When incompatible "self" pollen lands on a flower, the rejection can happen at several stages:
- The pollen grains simply fail to germinate on the stigma.
- The pollen germinates, but the pollen tube is physically blocked from entering the stigma.
- The pollen tube enters the style but grows so slowly that the flower naturally drops off before fertilization can occur.
- Fertilization successfully occurs, but the resulting embryo degenerates at an early stage.
5.1 Classification of Self-Incompatibility Systems
According to the Lewis classification system (1954), self-incompatibility is divided into two major categories: Heteromorphic and Homomorphic.

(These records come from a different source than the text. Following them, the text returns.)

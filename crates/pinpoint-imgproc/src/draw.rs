use pinpoint_image::Image;

/// Sets a pixel's color, ignoring coordinates outside the image.
#[inline]
fn set_pixel<const C: usize>(img: &mut Image<u8, C>, x: i64, y: i64, color: [u8; C]) {
    if x < 0 || y < 0 || x >= img.cols() as i64 || y >= img.rows() as i64 {
        return;
    }
    let start = (y as usize * img.cols() + x as usize) * C;
    img.as_slice_mut()[start..start + C].copy_from_slice(&color);
}

/// Draws a line on an image inplace using Bresenham's line algorithm.
///
/// # Arguments
///
/// * `img` - The image to draw on.
/// * `p0` - The start point of the line as a tuple of (x, y).
/// * `p1` - The end point of the line as a tuple of (x, y).
/// * `color` - The color of the line as an array of `C` elements.
/// * `thickness` - The thickness of the line. Thickness > 1 is approximated with a square pen.
pub fn draw_line<const C: usize>(
    img: &mut Image<u8, C>,
    p0: (i64, i64),
    p1: (i64, i64),
    color: [u8; C],
    thickness: usize,
) {
    let (mut x0, mut y0) = p0;
    let (x1, y1) = p1;

    let dx = (x1 - x0).abs();
    let dy = (y1 - y0).abs();
    let sx = if x0 < x1 { 1 } else { -1 };
    let sy = if y0 < y1 { 1 } else { -1 };

    let mut err = dx - dy;
    let half = (thickness as i64 / 2).max(0);

    loop {
        for i in -half..=half {
            for j in -half..=half {
                set_pixel(img, x0 + i, y0 + j, color);
            }
        }

        if x0 == x1 && y0 == y1 {
            break;
        }

        let e2 = 2 * err;
        if e2 > -dy {
            err -= dy;
            x0 += sx;
        }
        if e2 < dx {
            err += dx;
            y0 += sy;
        }
    }
}

/// Draws a rectangle outline on an image inplace.
///
/// # Arguments
///
/// * `img` - The image to draw on.
/// * `top_left` - The top-left corner coordinates (x, y).
/// * `bottom_right` - The bottom-right corner coordinates (x, y).
/// * `color` - The color of the rectangle outline.
/// * `thickness` - The thickness of the lines.
pub fn draw_rect<const C: usize>(
    img: &mut Image<u8, C>,
    top_left: (i64, i64),
    bottom_right: (i64, i64),
    color: [u8; C],
    thickness: usize,
) {
    let (x0, y0) = top_left;
    let (x1, y1) = bottom_right;

    let (lx0, lx1) = (x0.min(x1), x0.max(x1));
    let (ly0, ly1) = (y0.min(y1), y0.max(y1));

    draw_line(img, (lx0, ly0), (lx1, ly0), color, thickness);
    draw_line(img, (lx0, ly1), (lx1, ly1), color, thickness);
    draw_line(img, (lx0, ly0), (lx0, ly1), color, thickness);
    draw_line(img, (lx1, ly0), (lx1, ly1), color, thickness);
}

/// Draws a filled circle on an image inplace.
///
/// Pixels whose center lies within `radius` of `center` are painted; the parts
/// falling outside the image are skipped.
///
/// # Arguments
///
/// * `img` - The image to draw on.
/// * `center` - The center of the circle (x, y).
/// * `radius` - The radius of the circle in pixels.
/// * `color` - The fill color.
pub fn draw_filled_circle<const C: usize>(
    img: &mut Image<u8, C>,
    center: (i64, i64),
    radius: i64,
    color: [u8; C],
) {
    let (cx, cy) = center;
    let r2 = radius * radius;
    for dy in -radius..=radius {
        for dx in -radius..=radius {
            if dx * dx + dy * dy <= r2 {
                set_pixel(img, cx + dx, cy + dy, color);
            }
        }
    }
}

A. Heteromorphic Self-Incompatibility
In the heteromorphic system, you can actually see a physical, morphological difference between flowers of different incompatibility groups. Specifically, the lengths of the styles (female part) and stamens (male part) are different. There are two subtypes:
1. Distyly (Two style lengths)
Certain plant species produce two entirely different types of flowers, usually found on separate plants:
- Pin flowers: Have long styles and short stamens. The stigma sits high up at the top of the flower tube.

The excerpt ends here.